The supervised or formal administration is designed to have more court involvement. This type of process would be helpful for complex estates, when disagreements over the estate are anticipated, or when interested persons question the ability of the personal representative. This probate process takes around 12-18 months to finish.
The small estate administration is used when an estate’s probate property value is under $40,000. This process is the quickest, least expensive, and easiest option. At the D.C. Superior Court Probate Division, there are Small Estate Specialists that will assist you

Step 2 : File the Will and Obtain Letters of Administration from the Court
Within 90 days of the decedent’s death, file the will with the D.C. Superior Court Probate Division

Step 3 : Assets

Within 3 months of being appointed as personal representative, the representative must compile a list of all assets and send it to all interested parties. Large assets including real estate will likely need to be formally appraised.

Step 4 : Pay Debt and Taxes

All of the decedent’s debts will need to be paid. These debts may include creditor claims, settlement fees, and funeral bills.

All of the decedent’s taxes will also need to be paid. These taxes may include: probate taxes, income taxes (D.C. and Federal), fiduciary taxes (D.C. and Federal), and estate taxes (D.C. and Federal).

Step 5 : Distribute Remaining Assets

The personal representative will be in charge of distributing any remaining assets to

NOTE: If an asset were jointly owned before a decedent’s death, the asset would automatically go to the other joint owner of the asset. This asset will not go through probate. Here’s an example:

  • Joe and Betty have a house together, and both of their names are on the deed of the house. Joe passes away, and the house is left to Betty because she owned the house before Joe’s death. The house does not go through probate.

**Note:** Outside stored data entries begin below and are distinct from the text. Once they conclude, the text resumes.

//! Stateful search: the active pattern and the "find next" cursor.

use crate::file_handler::Document;
use crate::search::matcher;
use crate::viewport::ViewportState;
use bstr::{BString, ByteSlice};

/// Result of moving the search cursor
#[derive(Debug, Clone, Copy, PartialEq, Eq)]
pub enum SearchOutcome {
    /// A match at `offset` after the previous cursor
    Found { offset: usize, line: usize },
    /// Reached the end, restarted from the top and found the first match again
    Wrapped { offset: usize, line: usize },
    /// No match anywhere; cursor and viewport unchanged
    NotFound,
    /// No pattern is active
    Inactive,
}

impl SearchOutcome {
    pub fn is_match(&self) -> bool {
        matches!(self, Self::Found { .. } | Self::Wrapped { .. })
    }
}

/// Search pattern plus cursor over one document
#[derive(Debug, Clone, Default)]
pub struct SearchState {
    pattern: Option<BString>,
    /// Byte offset the next search starts from; always within the document
    cursor: usize,
    match_count: usize,
}

impl SearchState {
    pub fn new() -> Self {
        Self::default()
    }

    pub fn pattern(&self) -> Option<&[u8]> {
        self.pattern.as_ref().map(|p| p.as_bytes())
    }

    pub fn is_active(&self) -> bool {
        self.pattern.is_some()
    }

    pub fn cursor(&self) -> usize {
        self.cursor
    }

    pub fn match_count(&self) -> usize {
        self.match_count
    }

    /// Drop the pattern and reset the cursor
    pub fn clear(&mut self) {
        self.pattern = None;
        self.cursor = 0;
        self.match_count = 0;
    }

    /// Replace the pattern and look for its first occurrence.
    ///
    /// On a miss the pattern stays active (so `n` keeps trying) and the viewport
    /// is left where it was.
    pub fn start_search(
        &mut self,
        document: &Document,
        viewport: &mut ViewportState,
        pattern: impl Into<BString>,
    ) -> SearchOutcome {
        self.pattern = Some(pattern.into());
        self.cursor = 0;
        self.match_count = 0;

        let outcome = self.advance(document, viewport);
        log::debug!("search {:?}: {:?}", self.pattern, outcome);
        outcome
    }

    /// Move to the next match after the cursor, wrapping to the top once.
    pub fn find_next(
        &mut self,
        document: &Document,
        viewport: &mut ViewportState,
    ) -> SearchOutcome {
        if self.pattern.is_none() {
            return SearchOutcome::Inactive;
        }

        match self.advance(document, viewport) {
            SearchOutcome::NotFound => {
                let (saved_cursor, saved_count) = (self.cursor, self.match_count);
                self.cursor = 0;
                self.match_count = 0;

                match self.advance(document, viewport) {
                    SearchOutcome::Found { offset, line } => {
                        SearchOutcome::Wrapped { offset, line }
                    }
                    other => {
                        self.cursor = saved_cursor;
                        self.match_count = saved_count;
                        other
                    }
                }
            }
            outcome => outcome,
        }
    }

    fn advance(&mut self, document: &Document, viewport: &mut ViewportState) -> SearchOutcome {
        let Some(pattern) = self.pattern.as_ref() else {
            return SearchOutcome::Inactive;
        };

        match matcher::find_from(document.as_bytes(), pattern, self.cursor) {
            Some(offset) => {
                let line = document.line_of(offset);
                self.cursor = offset + pattern.len();
                self.match_count += 1;
                viewport.center_on(line);
                SearchOutcome::Found { offset, line }
            }
            None => SearchOutcome::NotFound,
        }
    }
}
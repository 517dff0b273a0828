//! Compression format detection and transparent decompression of input documents.
//!
//! Compressed inputs are decoded fully into memory before viewing; the document is
//! always resident, so there is no size-based strategy switch.

use crate::error::{Result, VmError};
use async_compression::tokio::bufread::{BzDecoder, GzipDecoder, XzDecoder, ZstdDecoder};
use std::path::Path;
use tokio::io::{AsyncBufRead, AsyncRead, AsyncReadExt};

/// Supported compression formats for transparent file access
#[derive(Debug, Clone, Copy, PartialEq, Eq)]
pub enum CompressionType {
    /// No compression - plain text file
    None,
    /// Gzip compression (.gz files)
    Gzip,
    /// Bzip2 compression (.bz2 files)
    Bzip2,
    /// XZ compression (.xz files)
    Xz,
    /// Zstandard compression (.zst, .zstd files)
    Zstd,
}

impl CompressionType {
    /// Get human-readable name for the compression type
    pub fn name(&self) -> &'static str {
        match self {
            Self::None => "none",
            Self::Gzip => "gzip",
            Self::Bzip2 => "bzip2",
            Self::Xz => "xz",
            Self::Zstd => "zstd",
        }
    }

    /// Check if this type represents a compressed format
    pub fn is_compressed(&self) -> bool {
        !matches!(self, Self::None)
    }
}

/// Detect compression type from the leading bytes of the input, falling back to
/// the file extension when the magic number is not recognized.
///
/// # Magic Numbers Used
/// - Gzip: `1f 8b` (RFC 1952)
/// - Bzip2: `42 5a 68` ("BZh" with block size)
/// - XZ: `fd 37 7a 58 5a 00` (XZ format specification)
/// - Zstd: `28 b5 2f fd` (Zstandard frame format)
pub fn detect_compression(head: &[u8], path: Option<&Path>) -> CompressionType {
    detect_by_magic(head)
        .or_else(|| path.and_then(detect_by_extension))
        .unwrap_or(CompressionType::None)
}

/// Detect compression format from magic bytes
fn detect_by_magic(magic: &[u8]) -> Option<CompressionType> {
    if magic.starts_with(&[0x1f, 0x8b]) {
        Some(CompressionType::Gzip)
    } else if magic.starts_with(&[0x42, 0x5a, 0x68]) {
        Some(CompressionType::Bzip2)
    } else if magic.starts_with(&[0x28, 0xb5, 0x2f, 0xfd]) {
        Some(CompressionType::Zstd)
    } else if magic.starts_with(&[0xfd, 0x37, 0x7a, 0x58, 0x5a, 0x00]) {
        Some(CompressionType::Xz)
    } else {
        None
    }
}

/// Detect compression format from file extension
fn detect_by_extension(path: &Path) -> Option<CompressionType> {
    let ext = path.extension()?.to_str()?;
    match ext.to_lowercase().as_str() {
        "gz" => Some(CompressionType::Gzip),
        "bz2" => Some(CompressionType::Bzip2),
        "xz" => Some(CompressionType::Xz),
        "zst" | "zstd" => Some(CompressionType::Zstd),
        _ => None,
    }
}

/// Decode `raw` according to `compression`.
pub async fn decompress(raw: &[u8], compression: CompressionType) -> Result<Vec<u8>> {
    if !compression.is_compressed() {
        return Ok(raw.to_vec());
    }

    let mut decoder = decoder_for(raw, compression);

    let mut data = Vec::new();
    decoder.read_to_end(&mut data).await.map_err(|e| {
        VmError::compression(format!("failed to decode {} input: {}", compression.name(), e))
    })?;

    log::debug!(
        "decompressed {} input to {} bytes",
        compression.name(),
        data.len()
    );
    Ok(data)
}

/// Turn loaded bytes into document content, decompressing when a format is detected.
///
/// Only the long xz and zstd magic numbers are trusted. A format guessed from the
/// extension or from the short gzip/bzip2 magic may just be text that happens to
/// look that way, so a failed decode keeps the raw bytes.
pub async fn decode_content(raw: Vec<u8>, path: Option<&Path>) -> Result<Vec<u8>> {
    let compression = detect_compression(&raw, path);
    if !compression.is_compressed() {
        return Ok(raw);
    }

    match decompress(&raw, compression).await {
        Ok(data) => Ok(data),
        Err(err) if !has_strong_magic(&raw, compression) => {
            log::debug!("showing input as plain text: {}", err);
            Ok(raw)
        }
        Err(err) => Err(err),
    }
}

fn has_strong_magic(head: &[u8], compression: CompressionType) -> bool {
    matches!(compression, CompressionType::Xz | CompressionType::Zstd)
        && detect_by_magic(head) == Some(compression)
}

fn decoder_for<'a, R>(
    reader: R,
    compression: CompressionType,
) -> Box<dyn AsyncRead + Unpin + Send + 'a>
where
    R: AsyncBufRead + Unpin + Send + 'a,
{
    match compression {
        CompressionType::Gzip => Box::new(GzipDecoder::new(reader)),
        CompressionType::Bzip2 => Box::new(BzDecoder::new(reader)),
        CompressionType::Xz => Box::new(XzDecoder::new(reader)),
        CompressionType::Zstd => Box::new(ZstdDecoder::new(reader)),
        CompressionType::None => Box::new(reader),
    }
}

#[cfg(test)]
mod tests {
    use super::*;
    use flate2::write::GzEncoder;
    use flate2::Compression;
    use std::io::Write;

    #[test]
    fn test_detect_gzip_magic() {
        let magic = [0x1f, 0x8b, 0x08, 0x00];
        assert_eq!(detect_by_magic(&magic), Some(CompressionType::Gzip));
    }

    #[test]
    fn test_detect_bzip2_magic() {
        let magic = [0x42, 0x5a, 0x68, 0x39];
        assert_eq!(detect_by_magic(&magic), Some(CompressionType::Bzip2));
    }

    #[test]
    fn test_detect_xz_magic() {
        let magic = [0xfd, 0x37, 0x7a, 0x58, 0x5a, 0x00];
        assert_eq!(detect_by_magic(&magic), Some(CompressionType::Xz));
    }

    #[test]
    fn test_detect_zstd_magic() {
        let magic = [0x28, 0xb5, 0x2f, 0xfd];
        assert_eq!(detect_by_magic(&magic), Some(CompressionType::Zstd));
    }

    #[test]
    fn test_detect_no_compression() {
        assert_eq!(detect_by_magic(&[0x00, 0x00, 0x00, 0x00]), None);
        assert_eq!(detect_by_magic(b"h"), None);
        assert_eq!(detect_by_magic(b""), None);
    }

    #[test]
    fn test_extension_fallback() {
        assert_eq!(
            detect_compression(b"plain", Some(Path::new("file.GZ"))),
            CompressionType::Gzip
        );
        assert_eq!(
            detect_compression(b"plain", Some(Path::new("file.zstd"))),
            CompressionType::Zstd
        );
        assert_eq!(
            detect_compression(b"plain", Some(Path::new("file.txt"))),
            CompressionType::None
        );
        assert_eq!(detect_compression(b"plain", None), CompressionType::None);
    }

    #[test]
    fn test_compression_type_methods() {
        assert!(!CompressionType::None.is_compressed());
        assert!(CompressionType::Gzip.is_compressed());
        assert_eq!(CompressionType::Bzip2.name(), "bzip2");
        assert_eq!(CompressionType::Zstd.name(), "zstd");
    }

    #[tokio::test]
    async fn test_decompress_gzip() {
        let mut encoder = GzEncoder::new(Vec::new(), Compression::default());
        encoder.write_all(b"hello\nworld\n").unwrap();
        let compressed = encoder.finish().unwrap();

        assert_eq!(
            detect_compression(&compressed, None),
            CompressionType::Gzip
        );
        let data = decompress(&compressed, CompressionType::Gzip).await.unwrap();
        assert_eq!(data, b"hello\nworld\n");
    }

    #[tokio::test]
    async fn test_decompress_corrupt_input_fails() {
        let result = decompress(&[0x1f, 0x8b, 0xff, 0xff], CompressionType::Gzip).await;
        assert!(matches!(result, Err(VmError::CompressionError { .. })));
    }

    #[tokio::test]
    async fn test_uncompressed_passthrough() {
        let data = decompress(b"as is", CompressionType::None)
            .await
            .unwrap();
        assert_eq!(data, b"as is");
    }

    #[tokio::test]
    async fn test_text_with_bzip2_prefix_stays_plain() {
        let text = b"BZh is how the meeting notes start\nsecond line\n".to_vec();
        assert_eq!(detect_compression(&text, None), CompressionType::Bzip2);

        let data = decode_content(text.clone(), None).await.unwrap();
        assert_eq!(data, text);
    }

    #[tokio::test]
    async fn test_text_named_like_gzip_stays_plain() {
        let data = decode_content(b"just text\n".to_vec(), Some(Path::new("notes.gz")))
            .await
            .unwrap();
        assert_eq!(data, b"just text\n");
    }

    #[tokio::test]
    async fn test_corrupt_xz_is_still_an_error() {
        let raw = vec![0xfd, 0x37, 0x7a, 0x58, 0x5a, 0x00, 0xde, 0xad];
        let result = decode_content(raw, None).await;
        assert!(matches!(result, Err(VmError::CompressionError { .. })));
    }

    #[tokio::test]
    async fn test_decode_content_decompresses_gzip() {
        let mut encoder = GzEncoder::new(Vec::new(), Compression::default());
        encoder.write_all(b"packed\n").unwrap();
        let data = decode_content(encoder.finish().unwrap(), Some(Path::new("x.log")))
            .await
            .unwrap();
        assert_eq!(data, b"packed\n");
    }
}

Washington, D.C. Taxes When Dealing with an Inherited Home

There are 5 types of taxes that you may have to worry about after a loved one has passed. Income and probate taxes, estate taxes, inheritance tax, capital gains or loss tax.

Income and Probate Tax
If you’re the personal representative for someone’s estate, then you’ll have to file the decedent’s income taxes. This can include income taxes (D.C. and Federal), fiduciary income taxes (D.C. and Federal). You’ll also have to pay probate taxes at the beginning of the probate process. This is usually out of pocket and is reimbursed by the estate at a later time.
Estate taxes
The personal representative may also have to file estate tax returns. If the estate is worth $2 million or more, a D.C. estate tax return must be filed. If the decedent’s estate is worth $5.49 million or more, federal estate taxes must be filed.

Here’s an example:

Joe passed away and left his house to his daughter Sarah. Joe wrote in his will that he wants Sarah to take care of his estate once he passes away. She is now appointed as the personal representative.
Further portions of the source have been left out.